**Work instruction**
Scan the lines below for "LeastRouterConnections" and copy the matches.

**Material for this task**
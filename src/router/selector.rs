//! Backend selection.
//!
//! Candidates are sorted ascending by the configured criterion, ties broken
//! by server name so selection is deterministic. The criterion reads the
//! shared server statistics without locking; a stale sample only costs a
//! slightly worse pick.

use std::sync::Arc;

use serde::Deserialize;

use crate::backend::ServerInfo;

/// Criterion used to order slave candidates
#[derive(Debug, Clone, Copy, PartialEq, Eq, Deserialize)]
#[serde(rename_all = "SCREAMING_SNAKE_CASE")]
pub enum SelectCriteria {
    /// Connections from anyone, across the whole service
    LeastGlobalConnections,
    /// Connections opened by this router
    LeastRouterConnections,
    /// Replication lag behind the master
    LeastBehindMaster,
    /// Queries currently executing
    LeastCurrentOperations,
}

impl SelectCriteria {
    pub fn as_str(&self) -> &'static str {
        match self {
            SelectCriteria::LeastGlobalConnections => "LEAST_GLOBAL_CONNECTIONS",
            SelectCriteria::LeastRouterConnections => "LEAST_ROUTER_CONNECTIONS",
            SelectCriteria::LeastBehindMaster => "LEAST_BEHIND_MASTER",
            SelectCriteria::LeastCurrentOperations => "LEAST_CURRENT_OPERATIONS",
        }
    }

    /// Sort key; lower is better. Unknown lag sorts last under
    /// LEAST_BEHIND_MASTER so measured servers are preferred.
    fn sort_key(&self, server: &ServerInfo) -> u64 {
        match self {
            SelectCriteria::LeastGlobalConnections => server.connections(),
            SelectCriteria::LeastRouterConnections => server.router_connections(),
            SelectCriteria::LeastBehindMaster => {
                let lag = server.replication_lag();
                if lag < 0 {
                    u64::MAX
                } else {
                    lag as u64
                }
            }
            SelectCriteria::LeastCurrentOperations => server.current_operations(),
        }
    }
}

/// Selector failure: no backend qualifies
#[derive(Debug, thiserror::Error)]
#[error("no eligible backend available")]
pub struct NoBackend;

/// True when the server may serve reads under the given lag bound
fn within_lag_bound(server: &ServerInfo, max_replication_lag: i64) -> bool {
    if max_replication_lag <= 0 {
        return true;
    }
    let lag = server.replication_lag();
    lag < 0 || lag <= max_replication_lag
}

/// Rank usable slave servers for connection, best first.
///
/// Filters by role, health and (for LEAST_BEHIND_MASTER) replication lag,
/// then sorts ascending by the criterion with the server name as tiebreak.
pub fn rank_slaves(
    servers: &[Arc<ServerInfo>],
    criteria: SelectCriteria,
    max_replication_lag: i64,
) -> Vec<Arc<ServerInfo>> {
    let mut candidates: Vec<Arc<ServerInfo>> = servers
        .iter()
        .filter(|s| s.role.is_slave() && s.is_usable())
        .filter(|s| {
            criteria != SelectCriteria::LeastBehindMaster
                || within_lag_bound(s, max_replication_lag)
        })
        .cloned()
        .collect();

    candidates.sort_by(|a, b| {
        criteria
            .sort_key(a)
            .cmp(&criteria.sort_key(b))
            .then_with(|| a.name.cmp(&b.name))
    });

    candidates
}

/// Pick the first usable master (or joined) server
pub fn find_master(servers: &[Arc<ServerInfo>]) -> Option<Arc<ServerInfo>> {
    let mut masters: Vec<&Arc<ServerInfo>> = servers
        .iter()
        .filter(|s| s.role.is_master() && s.is_usable())
        .collect();
    masters.sort_by(|a, b| a.name.cmp(&b.name));
    masters.first().map(|s| Arc::clone(s))
}

/// Choose the best candidate among indexed servers, e.g. a session's
/// connected slave handles. Returns the index of the winner.
pub fn pick_best<'a>(
    candidates: impl Iterator<Item = (usize, &'a Arc<ServerInfo>)>,
    criteria: SelectCriteria,
    max_replication_lag: i64,
) -> Result<usize, NoBackend> {
    candidates
        .filter(|(_, s)| s.is_usable())
        .filter(|(_, s)| {
            criteria != SelectCriteria::LeastBehindMaster
                || within_lag_bound(s, max_replication_lag)
        })
        .min_by(|(_, a), (_, b)| {
            criteria
                .sort_key(a)
                .cmp(&criteria.sort_key(b))
                .then_with(|| a.name.cmp(&b.name))
        })
        .map(|(idx, _)| idx)
        .ok_or(NoBackend)
}

#[cfg(test)]
mod tests {
    use super::*;
    use crate::backend::ServerRole;

    fn server(name: &str, role: ServerRole) -> Arc<ServerInfo> {
        Arc::new(ServerInfo::new(name, "127.0.0.1", 3306, role))
    }

    fn test_cluster() -> Vec<Arc<ServerInfo>> {
        vec![
            server("master1", ServerRole::Master),
            server("slave1", ServerRole::Slave),
            server("slave2", ServerRole::Slave),
            server("slave3", ServerRole::Slave),
        ]
    }

    #[test]
    fn test_rank_orders_by_current_operations() {
        let servers = test_cluster();
        servers[1].operation_started();
        servers[1].operation_started();
        servers[2].operation_started();

        let ranked = rank_slaves(&servers, SelectCriteria::LeastCurrentOperations, -1);
        let names: Vec<&str> = ranked.iter().map(|s| s.name.as_str()).collect();
        assert_eq!(names, vec!["slave3", "slave2", "slave1"]);
    }

    #[test]
    fn test_rank_ties_broken_by_name() {
        let servers = test_cluster();
        let ranked = rank_slaves(&servers, SelectCriteria::LeastGlobalConnections, -1);
        let names: Vec<&str> = ranked.iter().map(|s| s.name.as_str()).collect();
        assert_eq!(names, vec!["slave1", "slave2", "slave3"]);
    }

    #[test]
    fn test_rank_excludes_master_and_down_servers() {
        let servers = test_cluster();
        servers[2].set_up(false);

        let ranked = rank_slaves(&servers, SelectCriteria::LeastCurrentOperations, -1);
        assert!(ranked.iter().all(|s| s.role.is_slave()));
        assert!(!ranked.iter().any(|s| s.name == "slave2"));
    }

    #[test]
    fn test_lag_filter_applies_only_to_lag_criterion() {
        let servers = test_cluster();
        servers[1].set_replication_lag(5);
        servers[2].set_replication_lag(120);
        servers[3].set_replication_lag(1);

        let ranked = rank_slaves(&servers, SelectCriteria::LeastBehindMaster, 30);
        let names: Vec<&str> = ranked.iter().map(|s| s.name.as_str()).collect();
        assert_eq!(names, vec!["slave3", "slave1"]);

        // Other criteria ignore the bound
        let ranked = rank_slaves(&servers, SelectCriteria::LeastCurrentOperations, 30);
        assert_eq!(ranked.len(), 3);
    }

    #[test]
    fn test_unknown_lag_passes_bound_but_sorts_last() {
        let servers = test_cluster();
        servers[1].set_replication_lag(5);
        // slave2 and slave3 lag unknown (-1)

        let ranked = rank_slaves(&servers, SelectCriteria::LeastBehindMaster, 30);
        assert_eq!(ranked.len(), 3);
        assert_eq!(ranked[0].name, "slave1");
    }

    #[test]
    fn test_find_master_prefers_usable() {
        let servers = test_cluster();
        assert_eq!(find_master(&servers).unwrap().name, "master1");

        servers[0].set_up(false);
        assert!(find_master(&servers).is_none());
    }

    #[test]
    fn test_joined_server_is_master_candidate() {
        let servers = vec![server("galera1", ServerRole::Joined)];
        assert_eq!(find_master(&servers).unwrap().name, "galera1");
    }

    #[test]
    fn test_pick_best_deterministic() {
        let servers = test_cluster();
        servers[3].operation_started();

        let slaves: Vec<(usize, &Arc<ServerInfo>)> = servers
            .iter()
            .enumerate()
            .filter(|(_, s)| s.role.is_slave())
            .collect();

        let winner = pick_best(
            slaves.iter().copied(),
            SelectCriteria::LeastCurrentOperations,
            -1,
        )
        .unwrap();
        assert_eq!(winner, 1); // slave1: zero ops, name tiebreak
    }

    #[test]
    fn test_pick_best_no_backend() {
        let servers = test_cluster();
        servers[1].set_up(false);

        let result = pick_best(
            servers
                .iter()
                .enumerate()
                .filter(|(_, s)| s.role.is_slave() && s.name == "slave1"),
            SelectCriteria::LeastCurrentOperations,
            -1,
        );
        assert!(result.is_err());
    }
}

**Answer section**
    LeastRouterConnections,
            SelectCriteria::LeastRouterConnections => "LEAST_ROUTER_CONNECTIONS",
            SelectCriteria::LeastRouterConnections => server.router_connections(),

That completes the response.